When children need more support, staff provide interventions to help them keep up.Pupils with special educational needs and/or disabilities (SEND) access a meaningful curriculum. Staff keep an eye on pupils’ progress and review their targets to make sure that they remain relevant.

Leaders use up-to-date information to pinpoint the precise support pupils need. Staff meet as a team to discuss pupils and make sure that resources and support are ready each week.Leaders recognise the importance of early reading.

It is one of the school’s improvement priorities. Children in the Reception Year get off to a strong start and keep up with the phonics programme. However, books that children read are not as well matched as elsewhere in the school.

They contain some sounds that children do not yet know. In key stage 1, pupils read books that are matched to their reading stage with increasing fluency. During phonics sessions, pupils sometimes struggle to apply the sounds they are learning in their writing accurately.

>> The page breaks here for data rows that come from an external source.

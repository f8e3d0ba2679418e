//! `plens explain` — 单个配置的逐条规则说明

use std::path::{Path, PathBuf};

use anyhow::{Context, Result};
use plens_common::RenderError;
use plens_policy::{
    Document, DocumentFormat, DocumentRenderer, Explanation, builtin_renderer, load_file,
    output_file_name,
};

/// 运行 explain 子命令
pub fn run(file: String, output: Option<String>, format: DocumentFormat) -> Result<()> {
    tracing::info!(%file, ?output, %format, "explaining configuration");

    // ── 1. 加载配置 ──
    let path = Path::new(&file);
    let outcome =
        load_file(path).with_context(|| format!("failed to load configuration '{}'", file))?;
    let Some(config) = outcome.configuration() else {
        println!("Configuration '{}' is empty; nothing to explain.", file);
        return Ok(());
    };

    // ── 2. 生成说明 ──
    let explanation = Explanation::from_configuration(&config, &display_name(path));

    // ── 3. 输出 ──
    match output {
        None => print!("{}", explanation.to_markdown()),
        Some(dir) => {
            let dir = Path::new(&dir);
            std::fs::create_dir_all(dir)
                .with_context(|| format!("failed to create output directory '{}'", dir.display()))?;
            let written = write_document(&explanation, dir, format)
                .with_context(|| format!("failed to render {} document", format))?;
            println!("✓ Generated {}", written.display());
        }
    }

    Ok(())
}

/// 渲染说明文档到 `dir/<dataset>_explanation.<ext>`
fn write_document(
    explanation: &Explanation,
    dir: &Path,
    format: DocumentFormat,
) -> Result<PathBuf, RenderError> {
    let renderer = builtin_renderer(format)?;
    let destination = artifact_path(explanation, dir, renderer.as_ref());
    renderer.render(&Document::assemble(explanation), &destination)?;
    Ok(destination)
}

/// 渲染器产物路径，扩展名取自渲染器自身的格式
pub fn artifact_path(
    explanation: &Explanation,
    dir: &Path,
    renderer: &dyn DocumentRenderer,
) -> PathBuf {
    dir.join(output_file_name(&explanation.dataset_name, renderer.format()))
}

/// 文件名（不含目录）
pub fn display_name(path: &Path) -> String {
    path.file_name()
        .map(|n| n.to_string_lossy().into_owned())
        .unwrap_or_else(|| path.display().to_string())
}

Older pupils enjoy reading and choose books based on their knowledge of the book or author. Leaders have introduced a new method of developing pupils’ reading comprehension, and this is taking root. However, some texts lack challenge and do not provide pupils with access to a broad range of fiction and non-fiction texts.

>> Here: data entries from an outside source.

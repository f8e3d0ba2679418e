//! 规则叙述器：把一条规则展开成分步骤的自然语言说明
//!
//! 适用条件 / 豁免条件两段可以同时出现；随后的类型相关段落按
//! 权限匹配 → 脱敏 → 单一条件 → 通用规则 的顺序取第一个满足的。

use crate::model::{Rule, RuleType};
use crate::predicate::explain;

/// 生成第 `index`（从 0 开始）条规则的说明块
pub fn narrate(rule: &Rule, index: usize) -> String {
    let mut out = format!("\n**Rule {}:**\n", index + 1);

    let predicate = rule.predicate();
    let matches = rule.matches();
    let inclusions = rule.inclusions();
    let exceptions = rule.exceptions();
    let operator = rule.operator();
    let rule_type = rule.rule_type();

    if !inclusions.is_empty() {
        out.push_str("**Step 1: Check Inclusions**\n");

        let mut conditions: Vec<String> = inclusions
            .attributes
            .iter()
            .map(|attr| format!("user's {} is '{}'", attr.name, attr.value))
            .collect();
        if !inclusions.groups.is_empty() {
            conditions.push(format!(
                "user belongs to one of these groups: {}",
                inclusions.groups.join(", ")
            ));
        }

        if !conditions.is_empty() {
            out.push_str(&format!(
                "Immuta checks if {}.\n",
                conditions.join(operator.joiner())
            ));
            out.push_str(&format!(
                "- **Action if True:** User will see data where {}.\n",
                explain(predicate)
            ));
            out.push_str("- **Action if False:** Move to next condition.\n\n");
        }
    }

    if !exceptions.is_empty() {
        out.push_str("**Step 2: Check Exceptions**\n");
        out.push_str(&format!(
            "Immuta checks if user belongs to exception groups: {}.\n",
            exceptions.groups.join(", ")
        ));
        out.push_str("- **Action if Yes:** User will see all data (exception applies).\n");
        out.push_str("- **Action if No:** Apply the standard rule filter.\n\n");
    }

    if !matches.is_empty() && rule_type == RuleType::UserEntitlements {
        out.push_str("**User Entitlements Rule:**\n");
        for m in matches {
            out.push_str(&format!(
                "User's {} must match values in {} (type: {}).\n",
                m.attribute, m.tag, m.match_type
            ));
        }
        out.push('\n');
    } else if rule_type == RuleType::Masking {
        out.push_str("**Masking Rule:**\n");
        let fields = &rule.config.fields;
        if !fields.is_empty() {
            let method = rule.masking_method();
            out.push_str("This rule applies masking to the following fields:\n");
            for field in fields {
                out.push_str(&format!(
                    "- {} (type: {})\n",
                    field.column_tag, field.field_type
                ));
            }
            out.push_str(&format!("**Masking Type:** {}\n", method));
            out.push_str(&format!(
                "**Action:** Data in these fields will be masked using {} method.\n\n",
                method
            ));
        }
    } else if inclusions.is_empty() && exceptions.is_empty() && !predicate.is_empty() {
        out.push_str(&format!(
            "**Condition:** User will see data where {}.\n\n",
            explain(predicate)
        ));
    } else if inclusions.is_empty()
        && exceptions.is_empty()
        && predicate.is_empty()
        && matches.is_empty()
    {
        out.push_str("**Universal Rule:** This rule applies to all users and data.\n\n");
    }

    out
}

#[cfg(test)]
mod tests {
    use super::*;

    fn rule(yaml: &str) -> Rule {
        serde_yaml::from_str(yaml).unwrap()
    }

    #[test]
    fn test_heading_is_one_based() {
        let text = narrate(&Rule::default(), 4);
        assert!(text.starts_with("\n**Rule 5:**\n"), "got: {text}");
    }

    #[test]
    fn test_inclusions_with_any_operator() {
        let r = rule(
            r#"
type: Row Restriction by Custom Where Clause
inclusions:
  attributes:
    - name: Division
      value: OWO
  groups: [team.finance, team.audit]
config:
  predicate: "DeptName in ('ECM', 'EFE')"
"#,
        );
        let text = narrate(&r, 0);
        assert!(text.contains("**Step 1: Check Inclusions**"));
        assert!(text.contains(
            "Immuta checks if user's Division is 'OWO' OR user belongs to one of these groups: team.finance, team.audit."
        ));
        assert!(text.contains(
            "- **Action if True:** User will see data where DeptName is one of: ECM, EFE."
        ));
        assert!(text.contains("- **Action if False:** Move to next condition."));
        assert!(!text.contains("**Condition:**"));
        assert!(!text.contains("**Universal Rule:**"));
    }

    #[test]
    fn test_inclusions_with_all_operator_from_config() {
        let r = rule(
            r#"
config:
  operator: all
  inclusions:
    attributes:
      - { name: Region, value: APAC }
      - { name: Level, value: 2 }
"#,
        );
        let text = narrate(&r, 0);
        assert!(text.contains("user's Region is 'APAC' AND user's Level is '2'"));
    }

    #[test]
    fn test_exceptions_section() {
        let r = rule(
            r#"
exceptions:
  groups: [admins, auditors]
config:
  predicate: "1=1"
"#,
        );
        let text = narrate(&r, 1);
        assert!(text.contains("**Step 2: Check Exceptions**"));
        assert!(text.contains("exception groups: admins, auditors."));
        assert!(text.contains("- **Action if Yes:** User will see all data (exception applies)."));
        assert!(text.contains("- **Action if No:** Apply the standard rule filter."));
        assert!(!text.contains("**Step 1"));
        assert!(!text.contains("**Condition:**"));
    }

    #[test]
    fn test_entitlements_rule() {
        let r = rule(
            r#"
type: Row Restriction by User Entitlements
config:
  matches:
    - attribute: region
      tag: Data.Region
      type: tag
"#,
        );
        let text = narrate(&r, 0);
        assert!(text.contains("**User Entitlements Rule:**"));
        assert!(text.contains("User's region must match values in Data.Region (type: tag)."));
    }

    #[test]
    fn test_matches_without_entitlements_type_not_listed() {
        let r = rule(
            r#"
type: Row Restriction by Custom Where Clause
matches:
  - { attribute: region, tag: Data.Region, type: tag }
"#,
        );
        let text = narrate(&r, 0);
        assert!(!text.contains("User Entitlements"));
        assert!(!text.contains("Universal Rule"));
    }

    #[test]
    fn test_masking_rule() {
        let r = rule(
            r#"
type: Masking
config:
  fields:
    - columnTag: PII.Email
      type: columnTag
    - columnTag: PII.Phone
      type: columnTag
  maskingConfig:
    type: Consistent Value
"#,
        );
        let text = narrate(&r, 0);
        assert!(text.contains("**Masking Rule:**"));
        assert!(text.contains("This rule applies masking to the following fields:"));
        assert!(text.contains("- PII.Email (type: columnTag)\n- PII.Phone (type: columnTag)"));
        assert!(text.contains("**Masking Type:** Consistent Value"));
        assert!(text.contains("masked using Consistent Value method."));
    }

    #[test]
    fn test_condition_only() {
        let r = rule("config:\n  predicate: \"@attributeValuesContains('region','user_region')\"\n");
        let text = narrate(&r, 0);
        assert!(text.contains(
            "**Condition:** User will see data where the user's region matches values in user_region."
        ));
    }

    #[test]
    fn test_universal_rule() {
        let text = narrate(&Rule::default(), 0);
        assert!(text.contains("**Universal Rule:** This rule applies to all users and data."));
    }
}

Curriculum leaders are improving curriculum plans for science and the foundation subjects. They support teachers to bring these plans to life. Pupils learn a high-quality curriculum in PE and art.

In subjects such as science, history and geography, there is more to do. Curriculum plans have not been in place long. Teachers struggle to break what they want pupils to learn into manageable chunks to build on pupils’ prior knowledge.

The curriculum does not provide pupils with a deep understanding before moving on. Some pupils need more time to tackle gaps in their knowledge and struggle to recall what they have learned.


The arrangements for safeguarding are effective.

Leaders ensure that staff recruitment procedures are robust so that they only appoint adults who are suitable to work with children. Staff undertake a thorough induction, which helps get them up to speed with their safeguarding responsibilities. Ongoing training helps keep staff’s knowledge up to date.

All staff discuss safeguarding during weekly meetings.

Leaders have clear processes for reporting concerns about pupils’ welfare. Staff know they must record concerns they have on the school’s electronic system.

Leaders consider these when deciding whether to involve external agencies. Leaders waste no time when passing concerns on, especially when pupils are at immediate risk of harm.

What does the school need to do to improve?

(Information for the school and appropriate authority)

In science and foundation subjects, such as history and geography, teachers are still in the early stages of bringing curriculum plans to life.

While they are following these plans, they are not routinely sequencing learning to build on pupils’ prior knowledge. Leaders need to make sure that teachers can arrange learning into well-sequenced, manageable chunks which build towards clear end points so that pupils retain and recall what they have learned. .

The books that children read in the Reception Year contain some sounds they do not know. This affects their reading fluency. In addition, some pupils in Year 1 do not routinely apply phonics accurately in their writing.

This affects their spelling. Leaders need to check that books match sounds that children are learning and make sure that teachers help pupils to apply phonics in their writing. .

Leaders have implemented a new approach to developing pupils’ understanding of what they have read. Pupils occasionally read short extracts of texts, which lack challenge, from a limited pool of fiction and non-fiction. Leaders need to make sure that pupils have opportunities to read suitably challenging texts across a range of genres.